**Exercise requirements:** Find the line that contains "self.calendar.as_ref().map(|c| c.year)"; then retype it and each line after it, exactly, through the final line of the data below.

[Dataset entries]
================================

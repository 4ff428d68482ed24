#![cfg_attr(feature = "fail-on-warnings", deny(warnings))]
#![warn(clippy::all, clippy::pedantic, clippy::nursery, clippy::cargo)]
#![allow(clippy::multiple_crate_versions, clippy::cargo_common_metadata)]

//! Trip record types, calendar attributes, and rider demographic bins.
//!
//! This crate defines the canonical cleaned trip shared across the whole
//! ward-flow pipeline. Raw CSV rows are normalized into [`Trip`] by the
//! cleaner; every later stage (spatial assignment, OD aggregation,
//! utilization) reads these values and never mutates them.

use chrono::{Datelike, NaiveDateTime, Timelike, Weekday};
use serde::{Deserialize, Serialize};
use strum_macros::{AsRefStr, Display, EnumString};

/// Identifier of a municipal ward polygon.
#[derive(
    Debug, Clone, Copy, PartialEq, Eq, PartialOrd, Ord, Hash, Serialize, Deserialize,
)]
#[serde(transparent)]
pub struct WardId(pub u32);

impl std::fmt::Display for WardId {
    fn fmt(&self, f: &mut std::fmt::Formatter<'_>) -> std::fmt::Result {
        write!(f, "{}", self.0)
    }
}

/// A trip or boundary point. In a projected CRS `latitude` holds the
/// northing and `longitude` the easting.
#[derive(Debug, Clone, Copy, PartialEq, Serialize, Deserialize)]
#[serde(rename_all = "camelCase")]
pub struct GeoPoint {
    /// Latitude in degrees.
    pub latitude: f64,
    /// Longitude in degrees.
    pub longitude: f64,
}

impl GeoPoint {
    /// Creates a point from latitude and longitude.
    #[must_use]
    pub const fn new(latitude: f64, longitude: f64) -> Self {
        Self {
            latitude,
            longitude,
        }
    }
}

/// Meteorological season of the trip start.
#[derive(
    Debug,
    Clone,
    Copy,
    PartialEq,
    Eq,
    PartialOrd,
    Ord,
    Hash,
    Serialize,
    Deserialize,
    Display,
    EnumString,
    AsRefStr,
)]
pub enum Season {
    /// March through May
    Spring,
    /// June through August
    Summer,
    /// September through November
    Autumn,
    /// December through February
    Winter,
}

impl Season {
    /// Maps a calendar month (1-12) to its season.
    #[must_use]
    pub const fn from_month(month: u32) -> Self {
        match month {
            3..=5 => Self::Spring,
            6..=8 => Self::Summer,
            9..=11 => Self::Autumn,
            _ => Self::Winter,
        }
    }

    /// Returns all variants of this enum.
    #[must_use]
    pub const fn all() -> &'static [Self] {
        &[Self::Spring, Self::Summer, Self::Autumn, Self::Winter]
    }
}

/// Coarse time-of-day bucket of the trip start.
#[derive(
    Debug,
    Clone,
    Copy,
    PartialEq,
    Eq,
    PartialOrd,
    Ord,
    Hash,
    Serialize,
    Deserialize,
    Display,
    EnumString,
    AsRefStr,
)]
pub enum DayPeriod {
    /// 00:00 to 07:59
    Night,
    /// 08:00 to 15:59
    Day,
    /// 16:00 to 23:59
    Evening,
}

impl DayPeriod {
    /// Maps an hour of day (0-23) to its period.
    #[must_use]
    pub const fn from_hour(hour: u32) -> Self {
        match hour {
            0..=7 => Self::Night,
            8..=15 => Self::Day,
            _ => Self::Evening,
        }
    }

    /// Returns all variants of this enum.
    #[must_use]
    pub const fn all() -> &'static [Self] {
        &[Self::Night, Self::Day, Self::Evening]
    }
}

/// Rider age bucket. Bins are half-open `[lower, upper)` except the last,
/// which is unbounded above.
#[derive(
    Debug,
    Clone,
    Copy,
    PartialEq,
    Eq,
    PartialOrd,
    Ord,
    Hash,
    Serialize,
    Deserialize,
    Display,
    EnumString,
    AsRefStr,
)]
pub enum AgeGroup {
    /// `[0, 19)`
    #[serde(rename = "0-18")]
    #[strum(serialize = "0-18")]
    UpTo18,
    /// `[19, 31)`
    #[serde(rename = "19-30")]
    #[strum(serialize = "19-30")]
    From19To30,
    /// `[31, 41)`
    #[serde(rename = "31-40")]
    #[strum(serialize = "31-40")]
    From31To40,
    /// `[41, 51)`
    #[serde(rename = "41-50")]
    #[strum(serialize = "41-50")]
    From41To50,
    /// `[51, 61)`
    #[serde(rename = "51-60")]
    #[strum(serialize = "51-60")]
    From51To60,
    /// `[61, inf)`
    #[serde(rename = "61+")]
    #[strum(serialize = "61+")]
    From61,
}

impl AgeGroup {
    /// Returns the bin containing `age`.
    #[must_use]
    pub const fn from_age(age: u32) -> Self {
        match age {
            0..=18 => Self::UpTo18,
            19..=30 => Self::From19To30,
            31..=40 => Self::From31To40,
            41..=50 => Self::From41To50,
            51..=60 => Self::From51To60,
            _ => Self::From61,
        }
    }

    /// Returns the inclusive lower bound and exclusive upper bound of this
    /// bin. The last bin has no upper bound.
    #[must_use]
    pub const fn bounds(self) -> (u32, Option<u32>) {
        match self {
            Self::UpTo18 => (0, Some(19)),
            Self::From19To30 => (19, Some(31)),
            Self::From31To40 => (31, Some(41)),
            Self::From41To50 => (41, Some(51)),
            Self::From51To60 => (51, Some(61)),
            Self::From61 => (61, None),
        }
    }

    /// Returns all variants of this enum, youngest first.
    #[must_use]
    pub const fn all() -> &'static [Self] {
        &[
            Self::UpTo18,
            Self::From19To30,
            Self::From31To40,
            Self::From41To50,
            Self::From51To60,
            Self::From61,
        ]
    }
}

/// Rider gender as recorded by the operator.
#[derive(
    Debug,
    Clone,
    Copy,
    PartialEq,
    Eq,
    PartialOrd,
    Ord,
    Hash,
    Serialize,
    Deserialize,
    Display,
    EnumString,
    AsRefStr,
)]
#[strum(ascii_case_insensitive)]
pub enum Gender {
    /// Recorded as male
    Male,
    /// Recorded as female
    Female,
}

/// Calendar attributes derived from a trip's start timestamp.
#[derive(Debug, Clone, Copy, PartialEq, Eq, Serialize, Deserialize)]
#[serde(rename_all = "camelCase")]
pub struct Calendar {
    /// Calendar year.
    pub year: i32,
    /// Month of year (1-12).
    pub month: u32,
    /// Season derived from `month`.
    pub season: Season,
    /// Day of week.
    pub day_of_week: Weekday,
    /// Hour of day (0-23).
    pub hour: u32,
    /// Period derived from `hour`.
    pub day_period: DayPeriod,
}

impl Calendar {
    /// Derives all calendar attributes from a timestamp.
    #[must_use]
    pub fn from_datetime(dt: &NaiveDateTime) -> Self {
        let month = dt.month();
        let hour = dt.hour();
        Self {
            year: dt.year(),
            month,
            season: Season::from_month(month),
            day_of_week: dt.weekday(),
            hour,
            day_period: DayPeriod::from_hour(hour),
        }
    }
}

/// A cleaned bike-share trip.
///
/// Coordinates are always present. Timestamp-derived and age-derived
/// fields are `None` when the underlying source values were missing or
/// failed validation.
#[derive(Debug, Clone, PartialEq, Serialize, Deserialize)]
#[serde(rename_all = "camelCase")]
pub struct Trip {
    /// Operator trip identifier.
    pub id: String,
    /// Rental start, if it parsed.
    pub start_time: Option<NaiveDateTime>,
    /// Rental end, if it parsed.
    pub stop_time: Option<NaiveDateTime>,
    /// Pick-up point.
    pub origin: GeoPoint,
    /// Drop-off point.
    pub destination: GeoPoint,
    /// Bicycle identifier.
    pub vehicle_id: Option<String>,
    /// Recorded trip duration in seconds.
    pub duration_secs: Option<f64>,
    /// Rider birth year as recorded (not validated).
    pub rider_birth_year: Option<i32>,
    /// Rider gender.
    pub rider_gender: Option<Gender>,
    /// Calendar attributes of `start_time`.
    pub calendar: Option<Calendar>,
    /// Rider age in the trip year, only for plausible birth years.
    pub age: Option<u32>,
    /// Bin of `age`.
    pub age_group: Option<AgeGroup>,
}

impl Trip {
    /// Returns the trip year, if the start timestamp parsed.
    #[must_use]
    pub fn year(&self) -> Option<i32> {
        self.calendar.as_ref().map(|c| c.year)
    }

    /// Returns the time-of-day period, if the start timestamp parsed.
    #[must_use]
    pub fn day_period(&self) -> Option<DayPeriod> {
        self.calendar.as_ref().map(|c| c.day_period)
    }

    /// Returns the elapsed time between start and stop in seconds, if both
    /// timestamps parsed.
    #[must_use]
    #[allow(clippy::cast_precision_loss)]
    pub fn elapsed_secs(&self) -> Option<f64> {
        let start = self.start_time?;
        let stop = self.stop_time?;
        Some((stop - start).num_seconds() as f64)
    }
}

================================

**Solved exercise:**
        self.calendar.as_ref().map(|c| c.year)
    }

    /// Returns the time-of-day period, if the start timestamp parsed.
    #[must_use]
    pub fn day_period(&self) -> Option<DayPeriod> {
        self.calendar.as_ref().map(|c| c.day_period)
    }

    /// Returns the elapsed time between start and stop in seconds, if both
    /// timestamps parsed.
    #[must_use]
    #[allow(clippy::cast_precision_loss)]
    pub fn elapsed_secs(&self) -> Option<f64> {
        let start = self.start_time?;
        let stop = self.stop_time?;
        Some((stop - start).num_seconds() as f64)
    }
}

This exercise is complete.